[8780] in cryptography@c2.net mail archive
Re: NSA tapping undersea fibers?
daemon@ATHENA.MIT.EDU (Matt Crawford)
Sun Jun 3 12:22:08 2001
Message-Id: <200106012229.RAA06852@gungnir.fnal.gov>
To: Peter Fairbrother <peter.fairbrother@ntlworld.com>
Cc: cryptography@wasabisystems.com
From: "Matt Crawford" <crawdad@fnal.gov>
In-reply-to: Your message of Fri, 01 Jun 2001 15:48:33 BST.
<B73D69D1.66A6%peter.fairbrother@ntlworld.com>
Date: Fri, 01 Jun 2001 17:29:16 -0500
> Cable companies do this (from the surface) when they repair cables, but they
> usually cut the cable before separately raising the cut ends and splicing in
> a new section.

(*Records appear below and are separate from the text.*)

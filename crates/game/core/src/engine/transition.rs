//! Phase drivers shared by initiate, commit and tick.

use crate::action::{
    ActionArgs, ActionBehavior, ActionContext, ActionKind, ActionRejected, EffectContext, ensure,
};
use crate::cost::{DiceRequirement, DiceRoll};
use crate::state::{GameState, IntegrityViolation};

use super::ActionQuote;
use super::errors::{ExecuteError, TransitionPhase};

/// Prices a request against the context's state and, when `validate` is set
/// and the kind asks for it, runs its static preconditions.
pub(super) fn evaluate(
    behavior: &dyn ActionBehavior,
    ctx: &ActionContext<'_>,
    args: &ActionArgs,
    phase: TransitionPhase,
    validate: bool,
) -> Result<ActionQuote, ExecuteError> {
    let kind = ctx.kind;
    let reject = |error| ExecuteError::rejected(kind, phase, error);

    if ctx.team.is_some() {
        ctx.team().map_err(reject)?;
    }
    if validate && behavior.capabilities().checks_on_initiate() {
        behavior.initiate_check(args, ctx).map_err(reject)?;
    }

    let cost = behavior.cost(args, ctx).map_err(reject)?;
    let dice = behavior.dice(args, ctx).map_err(reject)?;
    let delay = behavior.delay(args, ctx).map_err(reject)?;

    if !dice.is_consistent() {
        return Err(ExecuteError::integrity(
            kind,
            phase,
            IntegrityViolation::InvalidDicePairing {
                kind,
                dots: dice.required_dots,
                dice: dice.allowed.len(),
            },
        ));
    }
    if let Some((resource, amount)) = cost.negative_entry() {
        return Err(reject(ActionRejected::NonPositiveAmount {
            resource: resource.clone(),
            amount,
        }));
    }

    Ok(ActionQuote {
        kind,
        team: ctx.team.cloned(),
        cost,
        dice,
        delay,
    })
}

/// The acting team can pay the quote and owns a die it may throw.
pub(super) fn check_payable(
    quote: &ActionQuote,
    ctx: &ActionContext<'_>,
    phase: TransitionPhase,
) -> Result<(), ExecuteError> {
    let reject = |error| ExecuteError::rejected(quote.kind, phase, error);

    if quote.dice.requires_throw() {
        let team = ctx.team().map_err(reject)?;
        let owned = ctx.catalog.available_dice(&team.researched);
        ensure(!owned.is_disjoint(&quote.dice.allowed), || {
            ActionRejected::DiceUnavailable {
                team: team.id.clone(),
                kind: quote.kind,
            }
        })
        .map_err(reject)?;
    }

    if !quote.cost.is_free() {
        let team = ctx.team().map_err(reject)?;
        team.resources
            .can_afford(&quote.cost)
            .map_err(|source| ActionRejected::Insufficient {
                team: team.id.clone(),
                source,
            })
            .map_err(reject)?;
    }
    Ok(())
}

/// Checks the organizer-supplied throw against the requirement.
pub(super) fn verify_roll(
    dice: &DiceRequirement,
    roll: Option<&DiceRoll>,
    ctx: &ActionContext<'_>,
) -> Result<(), ActionRejected> {
    if !dice.requires_throw() {
        return Ok(());
    }
    let required = dice.required_dots;
    let roll = roll.ok_or(ActionRejected::RollMissing { required })?;
    ensure(dice.allowed.contains(&roll.die), || {
        ActionRejected::RollNotAllowed {
            die: roll.die.clone(),
        }
    })?;

    let team = ctx.team()?;
    ensure(ctx.catalog.is_available(&team.researched, &roll.die), || {
        ActionRejected::DieNotOwned {
            team: team.id.clone(),
            die: roll.die.clone(),
        }
    })?;
    ensure(roll.dots >= required, || ActionRejected::RollTooLow {
        dots: roll.dots,
        required,
    })
}

/// Pays the quote and applies the immediate effect on `ctx.state`.
pub(super) fn drive_commit(
    behavior: &dyn ActionBehavior,
    quote: &ActionQuote,
    args: &ActionArgs,
    ctx: &mut EffectContext<'_>,
) -> Result<(), ExecuteError> {
    let kind = quote.kind;
    let reject = |error| ExecuteError::rejected(kind, TransitionPhase::Commit, error);

    if !quote.cost.is_free() {
        let team = ctx.team_mut().map_err(reject)?;
        let id = team.id.clone();
        team.resources
            .spend(&quote.cost)
            .map_err(|source| ActionRejected::Insufficient { team: id, source })
            .map_err(reject)?;
    }
    behavior.commit(args, ctx).map_err(reject)
}

/// Integrity gate before a working copy replaces the canonical state.
pub(super) fn post_validate(
    kind: ActionKind,
    state: &GameState,
) -> Result<(), ExecuteError> {
    state
        .check_integrity()
        .map_err(|error| ExecuteError::integrity(kind, TransitionPhase::PostValidate, error))
}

I doubt that cable would be strong or extensible enough to
> lift uncut, unless there was a lot of slack from eg a previous repair.
To lift the midpoint of a cable 1000 units long by 5 units requires
only 0.067 units of slack, or the ability to stretch by 0.0067%.
(This takes into account the catenary shape of the lifted cable.)